The European Medicines Agency (EMA) gave the green light on Monday for Novavax’s anti-Covid vaccine, using more conventional technology than those used for already authorized vaccines, which could reduce skepticism among the unvaccinated. The American firm’s Nuvaxovid vaccine thus becomes “the fifth vaccine recommended in the EU to prevent Covid-19” in people over 18, the EMA said in a press release.
Nuvaxovid is a so-called “subunit” vaccine, based on proteins that trigger an immune response, without viruses. The technology is similar to that used in the decades-old hepatitis B and pertussis vaccines that are widely used around the world. For company CEO Stanley C. Erck, the vaccine “could help overcome major obstacles to global immunization, including challenges of global distribution and vaccine reluctance.”

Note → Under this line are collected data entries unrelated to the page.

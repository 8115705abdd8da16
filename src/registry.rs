//! Reporter registry.
//!
//! The registry owns one running [`Reporter`] per distinct [`Endpoint`]
//! and converges that set onto whatever endpoint list the configuration
//! layer hands it.  Endpoints are compared by value, so an edited
//! endpoint is a new entry: its old reporter is stopped and a fresh one
//! started, instead of mutating a running transport in place.
//!
//! Reconciliation and shutdown serialize on a single lock.  Reporters
//! flush on their own tasks and never take that lock.

use std::collections::{HashMap, HashSet};
use std::sync::Arc;
use std::time::Duration;

use futures_util::future::join_all;
use log::{info, warn};
use tokio::sync::Mutex;

use crate::error::TransportError;
use crate::filter::MetricFilter;
use crate::metrics::{Expansion, MetricSource};
use crate::reporter::{Reporter, ReporterId};
use crate::transport::TransportFactory;
use crate::types::Endpoint;
use crate::validator::EndpointValidator;

/// Flush interval used unless the host overrides it.
pub const DEFAULT_FLUSH_INTERVAL: Duration = Duration::from_secs(60);

/// Histogram expansions every reporter is built with.
const EXPANSIONS: [Expansion; 1] = [Expansion::Count];

/// What one reconciliation pass did.
#[derive(Debug, Default, Clone, Copy, PartialEq, Eq)]
pub struct Reconciliation {
    /// Reporters started for endpoints that were not running.
    pub started: usize,
    /// Desired endpoints whose reporter was already running.
    pub retained: usize,
    /// Desired endpoints left out because they are invalid or unsupported.
    pub skipped: usize,
    /// Reporters stopped because their endpoint is no longer desired.
    pub stopped: usize,
}

impl Reconciliation {
    /// True when the pass neither started nor stopped anything.
    pub fn is_noop(&self) -> bool {
        self.started == 0 && self.stopped == 0
    }
}

pub struct ReporterRegistry {
    active: Mutex<HashMap<Endpoint, Reporter>>,
    source: Arc<dyn MetricSource>,
    validator: Arc<dyn EndpointValidator>,
    factory: Arc<dyn TransportFactory>,
    interval: Duration,
}

impl ReporterRegistry {
    pub fn new(
        source: Arc<dyn MetricSource>,
        validator: Arc<dyn EndpointValidator>,
        factory: Arc<dyn TransportFactory>,
    ) -> Self {
        Self {
            active: Mutex::new(HashMap::new()),
            source,
            validator,
            factory,
            interval: DEFAULT_FLUSH_INTERVAL,
        }
    }

    /// Overrides the flush interval of reporters started from now on.
    pub fn with_interval(mut self, interval: Duration) -> Self {
        self.interval = interval;
        self
    }

    /// Converges the running reporters onto `desired`.
    ///
    /// Endpoints already running are left untouched.  New endpoints are
    /// validated and started; invalid or unsupported ones are logged and
    /// skipped.  Running endpoints absent from `desired` are stopped.
    /// Never fails: the worst outcome is an endpoint that does not report.
    pub async fn update(&self, desired: &[Endpoint]) -> Reconciliation {
        let mut active = self.active.lock().await;
        let mut summary = Reconciliation::default();
        let mut stale: HashSet<Endpoint> = active.keys().cloned().collect();

        for endpoint in desired {
            stale.remove(endpoint);
            if active.contains_key(endpoint) {
                summary.retained += 1;
                continue;
            }

            if let Err(e) = self.validator.validate(endpoint).await {
                warn!("Ignoring invalid endpoint {}: {}", endpoint, e);
                summary.skipped += 1;
                continue;
            }

            let Some(transport) = self.factory.create(endpoint) else {
                warn!(
                    "{}. Skipping endpoint {}",
                    TransportError::UnsupportedVariant(endpoint.kind().name()),
                    endpoint
                );
                summary.skipped += 1;
                continue;
            };

            let mut reporter = Reporter::new(Arc::clone(&self.source), transport)
                .with_tags(endpoint.merged_tags())
                .with_filter(MetricFilter::new(endpoint.prefix_filters()))
                .with_expansions(EXPANSIONS.to_vec());

            info!("Starting {} for endpoint {}", reporter.id(), endpoint);
            reporter.start(self.interval);
            active.insert(endpoint.clone(), reporter);
            summary.started += 1;
        }

        for endpoint in stale {
            if let Some(mut reporter) = active.remove(&endpoint) {
                reporter.stop().await;
                info!("Stopped {} for endpoint {}", reporter.id(), endpoint);
                summary.stopped += 1;
            }
        }

        summary
    }

    /// Stops every reporter and empties the registry.
    pub async fn stop_all(&self) {
        let mut active = self.active.lock().await;
        info!("Stopping {} reporters", active.len());
        let mut reporters: Vec<Reporter> = active.drain().map(|(_, r)| r).collect();
        join_all(reporters.iter_mut().map(|r| r.stop())).await;
    }

    /// Copy of the current endpoint to reporter mapping.
    pub async fn reporters(&self) -> HashMap<Endpoint, ReporterId> {
        let active = self.active.lock().await;
        active
            .iter()
            .map(|(endpoint, reporter)| (endpoint.clone(), reporter.id()))
            .collect()
    }

    pub async fn len(&self) -> usize {
        self.active.lock().await.len()
    }

    pub async fn is_empty(&self) -> bool {
        self.active.lock().await.is_empty()
    }
}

Nuvaxovid is given as two injections, usually into the muscle of the upper arm, three weeks apart. The side effects seen with the serum in the studies were generally mild or moderate, and resolved within days of vaccination. The European Commission, which had contracted with Novavax for the advance purchase of 200 million doses of its vaccine, will now speed up the decision-making process to allow this vaccine to be included in vaccination programs deployed across the EU .
Strong data
“After a thorough evaluation, the EMA’s Committee for Medicinal Products for Human Use (CHMP) concluded by consensus that the data on the vaccine were strong and met EU criteria for efficacy, safety and suitability. quality “, underlined the EMA. The main clinical trials – one in Britain and the other in the United States and Mexico – involving more than 45,000 people, have shown between 89 and 90% effectiveness in reducing the number of symptomatic cases of Covid.
The EMA also noted that “the original strain of SARS-CoV-2 and some variants of concern such as Alpha and Beta were the most common viral strains circulating when studies were underway.”
Fuzzy around effectiveness against Omicron
“There are currently limited data on the efficacy of Nuvaxovid against other variants of concern, including Omicron,” the EMA stressed, indicating that “the safety and efficacy of the vaccine will continue to be monitored as and as it is used across the EU “. The American company had for its part recognized that it “was evaluating its vaccine against the Omicron variant” and was still working on a specific version to combat this particularly contagious variant.
Novavax’s vaccine “will support vaccination campaigns in EU member states during a crucial phase of the pandemic,” praised the EMA as warnings mount around the world over the spread of the Omicron variant particularly contagious.